Page:Brunschvicg - L'expérience humaine et la causalité physique, 1922.djvu/500

Le texte de cette page a été corrigé et est conforme au fac-similé.

CHAPITRE XLVII


LE PEUPLEMENT DE L’ESPACE


215. — L’allusion que nous venons de faire aux difficultés provoquées par la théorie du nombre, aux résultats qu’y a obtenus la réforme de la notion de L’intelligence, confirme la « moralité » que nous avions tirée de l’examen du problème de la perception. Il y a deux façons de poser les questions, l’une va tout droit aux antimonies, et même, selon une remarque spirituelle de Poincaré dans sa polémique avec M. Russell, elle demande que l’on fasse « bien attention pour ne pas tomber à côté[1] » ; l’autre, au contraire, conserve le contact avec les actes effectifs de l’intelligence, elle ne se propose que de prendre conscience de ces actes, elle ne saurait par suite se heurter à une contradiction véritable, puisque par définition même une opération contradictoire est une opération impossible, qui n’a jamais eu réellement pour siège la raison humaine.

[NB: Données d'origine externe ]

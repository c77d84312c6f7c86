//! Remote - the request/response contract to the backend service.
//!
//! Every read and write leaves the client through a [`Remote`]. Endpoints
//! are opaque REST-ish paths (`/company`, `/jobs/apply`, `/posts/p1/save`)
//! with JSON bodies; a call resolves to the decoded JSON payload or a
//! [`RemoteError`] carrying a message and an optional status code.
//!
//! ## Implementations
//!
//! - [`InMemoryRemote`] routes requests to registered handler closures; used
//!   by tests and local development.
//! - `HttpRemote` (requires the `http` feature) sends requests with reqwest.

mod in_memory;

#[cfg(feature = "http")]
mod http;

use std::fmt;
use std::future::Future;
use std::sync::Arc;

use serde::{Deserialize, Serialize};
use serde_json::Value;

pub use in_memory::InMemoryRemote;

#[cfg(feature = "http")]
pub use http::HttpRemote;

/// HTTP-style method of a remote call.
#[derive(Debug, Clone, Copy, PartialEq, Eq, Hash, Serialize, Deserialize)]
#[serde(rename_all = "UPPERCASE")]
pub enum Method {
    Get,
    Post,
    Put,
    Patch,
    Delete,
}

impl Method {
    pub fn as_str(&self) -> &'static str {
        match self {
            Method::Get => "GET",
            Method::Post => "POST",
            Method::Put => "PUT",
            Method::Patch => "PATCH",
            Method::Delete => "DELETE",
        }
    }

    /// Whether this method writes on the server.
    pub fn is_write(&self) -> bool {
        !matches!(self, Method::Get)
    }
}

impl fmt::Display for Method {
    fn fmt(&self, f: &mut fmt::Formatter<'_>) -> fmt::Result {
        f.write_str(self.as_str())
    }
}

/// A single call to the remote service.
#[derive(Debug, Clone, PartialEq, Serialize, Deserialize)]
pub struct RemoteRequest {
    pub method: Method,
    pub endpoint: String,
    pub payload: Option<Value>,
}

impl RemoteRequest {
    pub fn new(method: Method, endpoint: impl Into<String>) -> Self {
        Self {
            method,
            endpoint: endpoint.into(),
            payload: None,
        }
    }

    pub fn get(endpoint: impl Into<String>) -> Self {
        Self::new(Method::Get, endpoint)
    }

    pub fn post(endpoint: impl Into<String>) -> Self {
        Self::new(Method::Post, endpoint)
    }

    pub fn put(endpoint: impl Into<String>) -> Self {
        Self::new(Method::Put, endpoint)
    }

    pub fn delete(endpoint: impl Into<String>) -> Self {
        Self::new(Method::Delete, endpoint)
    }

    /// Attach a JSON body.
    pub fn with_payload(mut self, payload: Value) -> Self {
        self.payload = Some(payload);
        self
    }
}

impl fmt::Display for RemoteRequest {
    fn fmt(&self, f: &mut fmt::Formatter<'_>) -> fmt::Result {
        write!(f, "{} {}", self.method, self.endpoint)
    }
}

/// A failed or rejected remote call.
#[derive(Debug, Clone, PartialEq, Eq)]
pub struct RemoteError {
    pub message: String,
    pub status: Option<u16>,
}

impl RemoteError {
    pub fn new(message: impl Into<String>) -> Self {
        Self {
            message: message.into(),
            status: None,
        }
    }

    pub fn with_status(status: u16, message: impl Into<String>) -> Self {
        Self {
            message: message.into(),
            status: Some(status),
        }
    }

    /// Transport-level failure (no response at all).
    pub fn is_transport(&self) -> bool {
        self.status.is_none()
    }
}

impl fmt::Display for RemoteError {
    fn fmt(&self, f: &mut fmt::Formatter<'_>) -> fmt::Result {
        match self.status {
            Some(status) => write!(f, "{} (status {})", self.message, status),
            None => write!(f, "{}", self.message),
        }
    }
}

impl std::error::Error for RemoteError {}

/// The request/response contract to the backend.
///
/// Calls never block; the returned future resolves once the service answers.
pub trait Remote: Send + Sync {
    fn call(&self, request: &RemoteRequest)
        -> impl Future<Output = Result<Value, RemoteError>> + Send;
}

impl<X: Remote> Remote for Arc<X> {
    fn call(
        &self,
        request: &RemoteRequest,
    ) -> impl Future<Output = Result<Value, RemoteError>> + Send {
        (**self).call(request)
    }
}

impl<X: Remote> Remote for &X {
    fn call(
        &self,
        request: &RemoteRequest,
    ) -> impl Future<Output = Result<Value, RemoteError>> + Send {
        (**self).call(request)
    }
}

Nous allons essayer de mettre à profit cette double « moralité » pour éclaircir le rapport de l’espace avec le monde. L’atomisme démocritéen se condamne à un inextricable embarras, lorsqu’il prétend poser un élément de matière qui soit à la fois étendu et indivisible. Inversement, les Stoïciens, partisans du plein, prétendent à la fois voir l’espace comme réel en tant qu’il est relatif à ce qui le remplit, et voir dans l’espace la totalité de ce qui le remplit. Une telle conception n’est pas susceptible de se développer sans s’infliger à soi-même un démenti mortel. « Les Stoïciens… sont donc forcés de se représenter bon gré mal gré le monde existant au milieu du vide existant[2]. » D’une façon générale, il est impossible aux diverses doctrines qui veulent se représenter le monde comme plein, de se soustraire à l’alternative également fâcheuse, ou de concevoir infini le quantum de substance réelle pour l’égaler à l’infini de l’espace, ou de concevoir fini

  1. La Logique de l’Infini, apud Dernières pensées, 1913, p. 137.
  2. Émile Bréhier, La théorie des incorporels dans l’ancien Stoïcisme, 1907, p. 51.